著作権とか、問題あったらごめんなさい。優しく注意して。


1人の少年が夜の学校を歩いている。暗闇のなか恐る恐る進み…生き物に会った。


あれ?こんなところでどうしたんだろう?いやいやいや、待てよ?ここは深夜の学校で…なんでこんなとこにネコが?

そこには、暗闇の中でまるで周りの闇を吸い取ったかのような、美しい純白のネコがいた。


数秒ほど見つめあう。

ネコが寄ってくる。

元々可愛い物好きな少年が、もう我慢できないと言うように手を伸ばす。ネコは嬉しそうに頭を撫でられている。

先程まで感じていた恐怖が和らいで和やかな気持ちになっていると、ネコが道を示している…。

どうやら来た道を戻ろうとしているようだった。


「そっちに行きたいの?でもごめん、僕やらなくちゃいけないことがあるんだ」

ネコは一瞬、怒るようにも諦めたようにも見える表情をし、…焦るように少年の方へ飛びかかる。


「え!?」

少年は驚いて飛びずさる。

ネコの開いた口から鋭いキバが覗いて見えて、思わず目をつぶってしまう。

次の瞬間。

右足に鋭い痛みが走る。

鋭いものが突き刺さった痛み。

耐えようと思えば耐えられるような。

ぐっと耐えて目を開けると…そこには何もいなかった。

さっきまで目の前にいたはずのネコもいない。


消えたのだろうか。

音もしなかったし。誰かが来た気配もない。

いや、そもそもなんの気配も感じない…。

いつからだ?そういえば、さっきまでいたネコはどこから現れて…


ピチャ。




♪~

目覚ましの音で目が覚める。

時刻を確認し、幽有はゆっくりとベットから起き上がる。

いつものように学校に行く準備をする。

ん。なんか、今日はよく寝れた気がする。

メガネをかけ、制服を着て、髪を整える。

髪のハネは治らない。


「はぁ。」

鏡を見る。少し長めな暗紅色の髪を外側にハネさせ、前髪を右側だけ耳にかけた少年。

学校の制服をほとんど着崩さずに着ていて、真面目さが窺える。

前髪のせいで片方しか見えていない薄紫色の目で自分の姿を確認し、登校用のカバンを持つ。


そしてそのまま朝食を食べにリビングへと向かう。

「おはよう。萌歩にいさん」

「おはよう。幽有」

兄に挨拶をして、母が用意してくれた朝食を食べる。

両親は仕事に出かけたようだ。

うん。美味しい。

食器を洗って、歯磨きをする。

…もうそろそろかな。

ピンポーン

「今日も早い。相変わらずいい子だね。」

「ん〜。まぁ、ちょっとうるさいけど。」

そう笑って答え、玄関へと向かう。


「おはよう!ゆう」

「おはよう。こむ」


黒色と灰色が絶妙に織り混ざった髪を自由にカールさせ、髪の一部を動物の耳のように立てた訪問者が挨拶をする。

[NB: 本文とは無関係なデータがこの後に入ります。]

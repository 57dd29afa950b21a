use serde::{Deserialize, Serialize};
use validator::Validate;

use crate::models::{Station, StationId};

/// `?lat=..&lon=..` query
#[derive(Debug, Deserialize, Validate)]
pub struct CoordinatesQuery {
    #[validate(range(min = -90.0, max = 90.0))]
    pub lat: f64,

    #[validate(range(min = -180.0, max = 180.0))]
    pub lon: f64,
}

#[derive(Debug, Serialize)]
pub struct StationResponse {
    pub id: StationId,
    pub name: String,
    pub lat: f64,
    pub lon: f64,
    pub max_capacity: u32,
    pub free_spots: usize,
    pub vehicle_ids: Vec<String>,
}

#[derive(Debug, Serialize)]
pub struct NearestStationResponse {
    #[serde(flatten)]
    pub station: StationResponse,
    /// Squared planar distance to the queried point
    pub distance: f64,
}

impl From<Station> for StationResponse {
    fn from(station: Station) -> Self {
        Self {
            id: station.id,
            free_spots: station.free_spots(),
            vehicle_ids: station.vehicle_ids().to_vec(),
            name: station.name,
            lat: station.lat,
            lon: station.lon,
            max_capacity: station.max_capacity,
        }
    }
}

impl NearestStationResponse {
    pub fn new(station: Station, lat: f64, lon: f64) -> Self {
        let distance = station.squared_distance_to(lat, lon);
        Self {
            station: station.into(),
            distance,
        }
    }
}
#[cfg(test)]
mod tests {
    use super::*;
    use crate::models::VehicleKind;
    use crate::services::payment_service::TokenPaymentGateway;

    fn fleet() -> FleetState {
        let mut state = FleetState::default();
        state.insert_station(Station::new(1, "North", 1.0, 0.0, 2)).unwrap();
        state.insert_station(Station::new(2, "South", -1.0, 0.0, 2)).unwrap();
        state.insert_station(Station::new(3, "Far", 10.0, 10.0, 5)).unwrap();
        state
    }

    fn bicycle(id: &str, station_id: StationId) -> Vehicle {
        Vehicle::new(id, VehicleKind::Bicycle, station_id)
    }

    #[test]
    fn test_nearest_station_breaks_ties_by_lowest_id() {
        let state = fleet();
        assert_eq!(state.nearest_station(0.0, 0.0).unwrap().id, 1);
        assert_eq!(state.nearest_station(-0.9, 0.0).unwrap().id, 2);
        assert_eq!(state.nearest_station(9.0, 9.0).unwrap().id, 3);
    }

    #[test]
    fn test_nearest_station_without_stations() {
        let state = FleetState::default();
        assert!(matches!(state.nearest_station(0.0, 0.0), Err(FleetError::NotFound(_))));
    }

    #[test]
    fn test_non_finite_coordinates_are_rejected() {
        let mut state = fleet();
        let payments = TokenPaymentGateway::new();
        assert!(state.nearest_station(f64::NAN, 0.0).is_err());

        // Unknown users are reported before the coordinates are looked at
        assert!(matches!(
            state.start_ride("ghost", f64::NAN, 0.0, Utc::now()),
            Err(FleetError::NotFound(_))
        ));
        assert!(matches!(
            state.end_ride("ghost", f64::NAN, 0.0, false, &payments),
            Err(FleetError::NotFound(_))
        ));

        state.register_user("u1", "tok").unwrap();
        assert!(matches!(
            state.end_ride("u1", f64::INFINITY, 0.0, false, &payments),
            Err(FleetError::NoActiveRide(_))
        ));
        assert!(matches!(
            state.start_ride("u1", f64::NAN, 0.0, Utc::now()),
            Err(FleetError::InvalidState(_))
        ));
    }

    #[test]
    fn test_update_payment_token() {
        let mut state = fleet();
        state.register_user("u1", "").unwrap();
        assert!(state.update_payment_token("u1", "tok_visa").unwrap().has_payment_method());
        assert_eq!(state.user("u1").unwrap().payment_token, "tok_visa");
        assert!(matches!(
            state.update_payment_token("ghost", "tok"),
            Err(FleetError::NotFound(_))
        ));
    }

    #[test]
    fn test_insert_vehicle_validates_placement() {
        let mut state = fleet();
        state.insert_vehicle(bicycle("V1", 1)).unwrap();
        assert!(matches!(state.insert_vehicle(bicycle("V1", 2)), Err(FleetError::Conflict(_))));
        assert!(matches!(state.insert_vehicle(bicycle("V2", 9)), Err(FleetError::NotFound(_))));

        let mut rented = bicycle("V3", 1);
        rented.status = VehicleStatus::Rented;
        assert!(matches!(state.insert_vehicle(rented), Err(FleetError::InvalidState(_))));

        let mut loose = bicycle("V3", 1);
        loose.status = VehicleStatus::Rented;
        loose.station_id = None;
        assert!(matches!(state.insert_vehicle(loose), Err(FleetError::InvalidState(_))));
        assert_eq!(state.stats().rented_vehicles, 0);

        state.insert_vehicle(bicycle("V4", 1)).unwrap();
        assert!(matches!(
            state.insert_vehicle(bicycle("V5", 1)),
            Err(FleetError::CapacityExceeded(_))
        ));
        state.verify_invariants().unwrap();
    }

    #[test]
    fn test_selection_skips_stations_without_rentable_vehicles() {
        let mut state = fleet();
        let mut tired = bicycle("A1", 1);
        tired.rides_since_treatment = 7;
        state.insert_vehicle(tired).unwrap();
        state.insert_vehicle(bicycle("B2", 2)).unwrap();
        state.insert_vehicle(bicycle("B1", 2)).unwrap();

        assert_eq!(state.select_vehicle(0.9, 0.0), Some((2, "B1".to_string())));
    }

    #[test]
    fn test_start_and_end_ride() {
        let mut state = fleet();
        let payments = TokenPaymentGateway::new();
        state.insert_vehicle(bicycle("V1", 1)).unwrap();
        state.register_user("u1", "tok").unwrap();

        let ride = state.start_ride("u1", 1.0, 0.0, Utc::now()).unwrap();
        assert_eq!(ride.vehicle_id, "V1");
        assert!(matches!(
            state.start_ride("u1", 1.0, 0.0, Utc::now()),
            Err(FleetError::RideInProgress(_))
        ));
        state.verify_invariants().unwrap();

        let receipt = state.end_ride("u1", -1.0, 0.0, false, &payments).unwrap();
        assert_eq!(receipt.station_id, 2);
        assert_eq!(receipt.cost, 15);
        assert_eq!(state.vehicle("V1").unwrap().rides_since_treatment, 1);
        assert!(state.user("u1").unwrap().current_ride_id.is_none());
        state.verify_invariants().unwrap();
    }

    #[test]
    fn test_failed_charge_keeps_ride_open_and_retry_does_not_redock() {
        let mut state = fleet();
        let payments = TokenPaymentGateway::new();
        state.insert_vehicle(bicycle("V1", 1)).unwrap();
        state.register_user("u1", "").unwrap();
        state.start_ride("u1", 1.0, 0.0, Utc::now()).unwrap();

        let err = state.end_ride("u1", -1.0, 0.0, false, &payments).unwrap_err();
        assert!(matches!(err, FleetError::PaymentError(_)));

        let ride = state.active_ride("u1").unwrap();
        assert_eq!(ride.docked_station_id, Some(2));
        let vehicle = state.vehicle("V1").unwrap();
        assert_eq!(vehicle.station_id, Some(2));
        assert_eq!(vehicle.rides_since_treatment, 1);
        state.verify_invariants().unwrap();

        // The retry only charges
        state.update_payment_token("u1", "tok").unwrap();
        let receipt = state.end_ride("u1", 10.0, 10.0, true, &payments).unwrap();
        assert_eq!(receipt.station_id, 2);
        assert_eq!(receipt.cost, 15);
        assert_eq!(state.vehicle("V1").unwrap().rides_since_treatment, 1);
        assert_eq!(state.station(2).unwrap().vehicle_ids().len(), 1);
        state.verify_invariants().unwrap();
    }

    #[test]
    fn test_full_destination_leaves_ride_untouched() {
        let mut state = fleet();
        let payments = TokenPaymentGateway::new();
        state.insert_vehicle(bicycle("V1", 1)).unwrap();
        state.insert_vehicle(bicycle("V2", 2)).unwrap();
        state.insert_vehicle(bicycle("V3", 2)).unwrap();
        state.register_user("u1", "tok").unwrap();
        state.start_ride("u1", 1.0, 0.0, Utc::now()).unwrap();

        let err = state.end_ride("u1", -1.0, 0.0, false, &payments).unwrap_err();
        assert!(matches!(err, FleetError::CapacityExceeded(_)));

        let vehicle = state.vehicle("V1").unwrap();
        assert_eq!(vehicle.status, VehicleStatus::Rented);
        assert_eq!(vehicle.rides_since_treatment, 0);
        assert!(state.active_ride("u1").unwrap().docked_station_id.is_none());
        assert!(payments.charges().is_empty());
        state.verify_invariants().unwrap();
    }

    #[test]
    fn test_stats_counts_statuses() {
        let mut state = fleet();
        state.insert_vehicle(bicycle("V1", 1)).unwrap();
        let mut degraded = bicycle("V2", 3);
        degraded.status = VehicleStatus::Degraded;
        state.insert_vehicle(degraded).unwrap();
        state.register_user("u1", "tok").unwrap();
        state.start_ride("u1", 1.0, 0.0, Utc::now()).unwrap();

        let stats = state.stats();
        assert_eq!(stats.stations, 3);
        assert_eq!(stats.vehicles, 2);
        assert_eq!(stats.rented_vehicles, 1);
        assert_eq!(stats.degraded_vehicles, 1);
        assert_eq!(stats.available_vehicles, 0);
        assert_eq!(stats.active_rides, 1);
    }

    #[test]
    fn test_vehicles_filter_by_station() {
        let mut state = fleet();
        state.insert_vehicle(bicycle("V2", 1)).unwrap();
        state.insert_vehicle(bicycle("V1", 1)).unwrap();
        state.insert_vehicle(bicycle("V3", 2)).unwrap();

        let ids: Vec<_> = state
            .vehicles(Some(1))
            .unwrap()
            .into_iter()
            .map(|vehicle| vehicle.id)
            .collect();
        assert_eq!(ids, vec!["V1", "V2"]);
        assert_eq!(state.vehicles(None).unwrap().len(), 3);
        assert!(state.vehicles(Some(42)).is_err());
    }
}
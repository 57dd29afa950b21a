//! Error handling
//!
//! `FleetError` is the engine's closed set of failure kinds. `AppError` wraps it
//! together with the request-layer failures and converts everything into an
//! HTTP response.

use axum::{
    http::StatusCode,
    response::{IntoResponse, Response},
    Json,
};
use thiserror::Error;

/// Failure kinds produced by the fleet engine
#[derive(Error, Debug, Clone, PartialEq, Eq)]
pub enum FleetError {
    #[error("Not found: {0}")]
    NotFound(String),

    #[error("Conflict: {0}")]
    Conflict(String),

    #[error("Capacity exceeded: {0}")]
    CapacityExceeded(String),

    #[error("Vehicle unavailable: {0}")]
    VehicleUnavailable(String),

    #[error("Ride in progress: {0}")]
    RideInProgress(String),

    #[error("No active ride: {0}")]
    NoActiveRide(String),

    #[error("No vehicle available: {0}")]
    NoVehicleAvailable(String),

    #[error("Payment error: {0}")]
    PaymentError(String),

    #[error("Invalid state: {0}")]
    InvalidState(String),
}

impl FleetError {
    /// Stable code for the failure kind
    pub fn kind(&self) -> &'static str {
        match self {
            FleetError::NotFound(_) => "NOT_FOUND",
            FleetError::Conflict(_) => "CONFLICT",
            FleetError::CapacityExceeded(_) => "CAPACITY_EXCEEDED",
            FleetError::VehicleUnavailable(_) => "VEHICLE_UNAVAILABLE",
            FleetError::RideInProgress(_) => "RIDE_IN_PROGRESS",
            FleetError::NoActiveRide(_) => "NO_ACTIVE_RIDE",
            FleetError::NoVehicleAvailable(_) => "NO_VEHICLE_AVAILABLE",
            FleetError::PaymentError(_) => "PAYMENT_ERROR",
            FleetError::InvalidState(_) => "INVALID_STATE",
        }
    }

    fn status_code(&self) -> StatusCode {
        match self {
            FleetError::NotFound(_) => StatusCode::NOT_FOUND,
            FleetError::NoVehicleAvailable(_) => StatusCode::SERVICE_UNAVAILABLE,
            FleetError::PaymentError(_) => StatusCode::PAYMENT_REQUIRED,
            FleetError::Conflict(_)
            | FleetError::CapacityExceeded(_)
            | FleetError::VehicleUnavailable(_)
            | FleetError::RideInProgress(_)
            | FleetError::NoActiveRide(_)
            | FleetError::InvalidState(_) => StatusCode::CONFLICT,
        }
    }
}

/// Errors surfaced by the request layer
#[derive(Error, Debug)]
pub enum AppError {
    #[error(transparent)]
    Fleet(#[from] FleetError),

    #[error("Database error: {0}")]
    Database(#[from] sqlx::Error),

    #[error("Validation error: {0}")]
    Validation(#[from] validator::ValidationErrors),
}

/// Error body returned by the API
#[derive(Debug, serde::Serialize)]
struct ErrorResponse {
    error: String,
    message: String,
    #[serde(skip_serializing_if = "Option::is_none")]
    details: Option<serde_json::Value>,
    code: String,
}

impl IntoResponse for AppError {
    fn into_response(self) -> Response {
        let (status, error_response) = match self {
            AppError::Fleet(e) => {
                tracing::warn!("Fleet operation rejected: {}", e);
                (
                    e.status_code(),
                    ErrorResponse {
                        error: "Fleet Error".to_string(),
                        message: e.to_string(),
                        details: None,
                        code: e.kind().to_string(),
                    },
                )
            }

            AppError::Database(e) => {
                tracing::error!("Database error: {}", e);
                (
                    StatusCode::INTERNAL_SERVER_ERROR,
                    ErrorResponse {
                        error: "Database Error".to_string(),
                        message: "An error occurred while accessing the database".to_string(),
                        details: Some(serde_json::json!({ "sql_error": e.to_string() })),
                        code: "DB_ERROR".to_string(),
                    },
                )
            }

            AppError::Validation(e) => {
                tracing::warn!("Validation error: {}", e);
                (
                    StatusCode::BAD_REQUEST,
                    ErrorResponse {
                        error: "Validation Error".to_string(),
                        message: "The provided data is invalid".to_string(),
                        details: Some(serde_json::json!(e)),
                        code: "VALIDATION_ERROR".to_string(),
                    },
                )
            }
        };

        (status, Json(error_response)).into_response()
    }
}

/// Typed result for request-layer operations
pub type AppResult<T> = Result<T, AppError>;

/// Typed result for engine operations
pub type FleetResult<T> = Result<T, FleetError>;

pub fn not_found_error(resource: &str, id: impl std::fmt::Display) -> FleetError {
    FleetError::NotFound(format!("{} with id '{}' not found", resource, id))
}

pub fn conflict_error(resource: &str, id: impl std::fmt::Display) -> FleetError {
    FleetError::Conflict(format!("{} with id '{}' already exists", resource, id))
}
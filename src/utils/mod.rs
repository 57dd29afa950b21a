//! Utilities
//!
//! Error types and request validation helpers.

pub mod errors;
pub mod validation;

pub use errors::{AppError, AppResult, FleetError, FleetResult};
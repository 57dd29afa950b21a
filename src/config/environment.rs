//! Environment configuration
//!
//! Process settings read from environment variables (after `.env` has been
//! loaded by `dotenvy`).

use anyhow::{Context, Result};
use std::env;

#[derive(Debug, Clone)]
pub struct EnvironmentConfig {
    pub environment: String,
    pub host: String,
    pub port: u16,
    pub cors_origins: Vec<String>,
    pub log_level: String,
}

impl Default for EnvironmentConfig {
    fn default() -> Self {
        Self {
            environment: "development".to_string(),
            host: "0.0.0.0".to_string(),
            port: 3000,
            cors_origins: Vec::new(),
            log_level: "info".to_string(),
        }
    }
}

impl EnvironmentConfig {
    pub fn from_env() -> Result<Self> {
        let defaults = Self::default();

        let port = match env::var("PORT") {
            Ok(value) => value
                .parse()
                .with_context(|| format!("PORT must be a valid number, got '{}'", value))?,
            Err(_) => defaults.port,
        };

        Ok(Self {
            environment: env::var("ENVIRONMENT").unwrap_or(defaults.environment),
            host: env::var("HOST").unwrap_or(defaults.host),
            port,
            cors_origins: env::var("CORS_ORIGINS")
                .map(|value| parse_origins(&value))
                .unwrap_or_default(),
            log_level: env::var("LOG_LEVEL").unwrap_or(defaults.log_level),
        })
    }

    pub fn is_development(&self) -> bool {
        self.environment == "development"
    }

    pub fn is_production(&self) -> bool {
        self.environment == "production"
    }

    pub fn server_url(&self) -> String {
        format!("{}:{}", self.host, self.port)
    }
}

fn parse_origins(value: &str) -> Vec<String> {
    value
        .split(',')
        .map(|s| s.trim().to_string())
        .filter(|s| !s.is_empty())
        .collect()
}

制服の上にパーカーを着ており、目の色は暗めの黄色。全体的にどことなく動物っぽさを感じさせる。

あの髪はいつ見ても不思議だ。


「光霧くん、おはよう。いつもありがとう。」

「おはようもぶ兄!気にすんなって、これは俺の使命だからな‼︎」

「いやだれに授かった使命だよ。…まあ、学校行ってくるよ、にいさん。」

「気をつけて行っておいで。」

「行ってきま〜す。」


一緒に歩く。

光霧と幽有は幼馴染だ。

家が隣で、年も近かったため仲良くなった。

ーとは言っても、光霧のほうはその明るい性格もあり、幽有の兄である萌歩をはじめとする様々な人間と友好関係を築いていたのだが…幽有とは特に仲が良いと言える。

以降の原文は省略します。